OK, here’s the recipe. Now don’t let the weird-sounding mixture of ingredients throw you– they totally work together, in a kind of sweet/salty, savory/fruity kind of way. And  if any of you ever do make it (I’m looking at you, LindaB), you gotta let me know how you like it. It’s definitely going to have a permanent place in my repertoire.

Note: I halved this recipe when I made it, and it totally filled one large (9 x 13 or 10 x 14) glass baking dish. This version would fill two dishes, and feed a large dinner party!


  • 8 each bone-in chicken breasts, thighs and legs (24 pieces total)
  • Head of garlic (be liberal)
  • ½ cup red wine vinegar
  • ½ olive oil
  • ¼  cup oregano
  • 4 cups of mixed fruits and olives: dried apricots, prunes, figs and green olives  (I snipped the dried fruits  in half)
  • 1 cup of capers (little bit of the juice)
  • 6 bay leaves
  • ¼ cup fresh parsley
  • 1 cup white wine
  • 1 cup brown sugar
  • salt and pepper, and if desired, a little dash of beau monde (island blend) spice

Marinate in ziplock bags overnight, rotate. Layer chicken in 9 X 13 baking dish(es), tuck in fruit around it, bake at 350 for an hour or until done.
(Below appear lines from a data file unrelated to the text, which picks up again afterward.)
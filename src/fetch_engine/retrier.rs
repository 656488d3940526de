//! One logical GET with bounded retries
//!
//! Before a retry the worker sleeps off its own backoff privately. Only a
//! 429 `Retry-After` is handed to the shared rate limiter as extra delay, so
//! one failing account never pushes back the request slots of the others.
//! The request then runs under a hard deadline that covers both the send and
//! the body read.
//!
//! Attempt classification:
//! - cancellation or deadline: returned immediately, never retried
//! - other transport failure: retried
//! - 200 / 404: returned to the caller
//! - 429: retried, honoring `Retry-After`
//! - any other status: retried
//!
//! Responses are consumed or dropped inside the attempt that produced them,
//! so no connection outlives its attempt.

use log::{debug, warn};
use reqwest::header::{ACCEPT, HeaderMap, RETRY_AFTER};
use reqwest::{Client, StatusCode};
use std::sync::Arc;
use std::time::{Duration, SystemTime};
use tokio::time::Instant;
use tokio_util::sync::CancellationToken;

use super::fetch_types::{FetchError, FetchResult};
use super::rate_limiter::{RequestRateLimiter, pace, sleep_until_or_cancel};
use crate::utils::{BASE_RETRY_DELAY, FRONTEND_ID, FRONTEND_ID_HEADER, MAX_RETRY_DELAY};

/// Build the HTTP client shared by every worker of a run.
///
/// # Errors
///
/// Fails only if the TLS backend cannot be initialised.
pub fn build_http_client() -> reqwest::Result<Client> {
    Client::builder()
        .user_agent(concat!("nico-list/", env!("CARGO_PKG_VERSION")))
        .build()
}

/// A terminal response: 200 with its body, or 404 with an empty one
#[derive(Debug, Clone)]
pub struct ListingResponse {
    pub status: StatusCode,
    pub body: Vec<u8>,
}

impl ListingResponse {
    #[must_use]
    pub fn is_not_found(&self) -> bool {
        self.status == StatusCode::NOT_FOUND
    }
}

enum Attempt {
    Done(ListingResponse),
    Fatal(FetchError),
    Retry {
        error: FetchError,
        retry_after: Duration,
    },
}

/// GET with retries, backoff and shared request spacing
#[derive(Debug, Clone)]
pub struct RequestRetrier {
    client: Client,
    limiter: Option<Arc<RequestRateLimiter>>,
    timeout: Duration,
    max_attempts: u32,
}

impl RequestRetrier {
    #[must_use]
    pub fn new(
        client: Client,
        limiter: Option<Arc<RequestRateLimiter>>,
        timeout: Duration,
        max_attempts: u32,
    ) -> Self {
        Self {
            client,
            limiter,
            timeout,
            max_attempts: max_attempts.max(1),
        }
    }

    /// Fetch `url` until it yields 200/404, a fatal error, or attempts run out
    ///
    /// # Errors
    ///
    /// - `Cancelled` / `Timeout` straight away when the run is cancelled or an
    ///   attempt misses its deadline
    /// - the last attempt's error once every attempt failed
    pub async fn get(&self, url: &str, cancel: &CancellationToken) -> FetchResult<ListingResponse> {
        let mut delay = Duration::ZERO;
        let mut retry_after = Duration::ZERO;
        let mut last_error = FetchError::Cancelled;

        for attempt in 1..=self.max_attempts {
            // The Retry-After share of the delay is served by the limiter.
            let private = delay.saturating_sub(retry_after);
            if !private.is_zero() {
                sleep_until_or_cancel(Instant::now() + private, cancel).await?;
            }
            pace(self.limiter.as_deref(), retry_after, cancel).await?;

            match self.attempt(url, cancel).await {
                Attempt::Done(response) => return Ok(response),
                Attempt::Fatal(error) => return Err(error),
                Attempt::Retry {
                    error,
                    retry_after: hint,
                } => {
                    retry_after = hint;
                    delay = backoff_delay(attempt, hint);
                    debug!(
                        "attempt {attempt}/{} for {url} failed: {error}; next try in {delay:?}",
                        self.max_attempts
                    );
                    last_error = error;
                }
            }
        }

        Err(last_error)
    }

    async fn attempt(&self, url: &str, cancel: &CancellationToken) -> Attempt {
        tokio::select! {
            biased;
            () = cancel.cancelled() => Attempt::Fatal(FetchError::Cancelled),
            outcome = tokio::time::timeout(self.timeout, self.send(url)) => match outcome {
                Ok(attempt) => attempt,
                Err(_) => Attempt::Fatal(FetchError::Timeout {
                    url: url.to_string(),
                    timeout: self.timeout,
                }),
            },
        }
    }

    async fn send(&self, url: &str) -> Attempt {
        let request = self
            .client
            .get(url)
            .header(FRONTEND_ID_HEADER, FRONTEND_ID)
            .header(ACCEPT, "*/*");

        let response = match request.send().await {
            Ok(response) => response,
            Err(e) => return classify_transport(url, self.timeout, &e),
        };

        match response.status() {
            StatusCode::OK => match response.bytes().await {
                Ok(body) => Attempt::Done(ListingResponse {
                    status: StatusCode::OK,
                    body: body.to_vec(),
                }),
                Err(e) => classify_transport(url, self.timeout, &e),
            },
            StatusCode::NOT_FOUND => Attempt::Done(ListingResponse {
                status: StatusCode::NOT_FOUND,
                body: Vec::new(),
            }),
            StatusCode::TOO_MANY_REQUESTS => {
                let retry_after = retry_after_delay(response.headers(), SystemTime::now());
                warn!("throttled by {url}, retry-after {retry_after:?}");
                Attempt::Retry {
                    error: FetchError::Status {
                        url: url.to_string(),
                        status: StatusCode::TOO_MANY_REQUESTS.as_u16(),
                    },
                    retry_after,
                }
            }
            status => Attempt::Retry {
                error: FetchError::Status {
                    url: url.to_string(),
                    status: status.as_u16(),
                },
                retry_after: Duration::ZERO,
            },
        }
    }
}

fn classify_transport(url: &str, timeout: Duration, err: &reqwest::Error) -> Attempt {
    let error = FetchError::from_reqwest(url, timeout, err);
    if error.is_cancellation() {
        return Attempt::Fatal(error);
    }
    Attempt::Retry {
        error,
        retry_after: Duration::ZERO,
    }
}

/// Delay before attempt `attempt + 1`
///
/// `max(retry_after, min(BASE * 2^(attempt-1), MAX))`.
#[must_use]
pub fn backoff_delay(attempt: u32, retry_after: Duration) -> Duration {
    let factor = 1u32
        .checked_shl(attempt.saturating_sub(1))
        .unwrap_or(u32::MAX);
    let exponential = BASE_RETRY_DELAY.saturating_mul(factor).min(MAX_RETRY_DELAY);
    exponential.max(retry_after)
}

/// Extract the `Retry-After` delay from response headers.
#[must_use]
pub fn retry_after_delay(headers: &HeaderMap, now: SystemTime) -> Duration {
    let value = headers.get(RETRY_AFTER).and_then(|v| v.to_str().ok());
    parse_retry_after(value, now)
}

/// Parse a `Retry-After` value (delta seconds or HTTP date)
///
/// Malformed, zero, negative or past values yield `Duration::ZERO`.
#[must_use]
pub fn parse_retry_after(value: Option<&str>, now: SystemTime) -> Duration {
    let Some(value) = value.map(str::trim).filter(|v| !v.is_empty()) else {
        return Duration::ZERO;
    };
    if let Ok(seconds) = value.parse::<i64>() {
        return u64::try_from(seconds)
            .map(Duration::from_secs)
            .unwrap_or(Duration::ZERO);
    }
    match httpdate::parse_http_date(value) {
        Ok(when) => when.duration_since(now).unwrap_or(Duration::ZERO),
        Err(_) => Duration::ZERO,
    }
}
Serve it with a big pile of rice in the middle of a platter, place chicken and fruit around the edges.

37 Responses

  1. chillybean

    ooohhhh…..we are so making this! (ha…it will have to wait for two weeks though. we have already planned our menu and shopped for the next week. ahhh…the life of a large family!)

  2. belinda

    That looks really good. I just discovered a new favorite page on face book “Crock Pot Girls” Here are a couple of the recipes I found on there. We will be trying these out. I have always used my crock pot a lot. Wish I had found these when we were having all of those 100+ degree days.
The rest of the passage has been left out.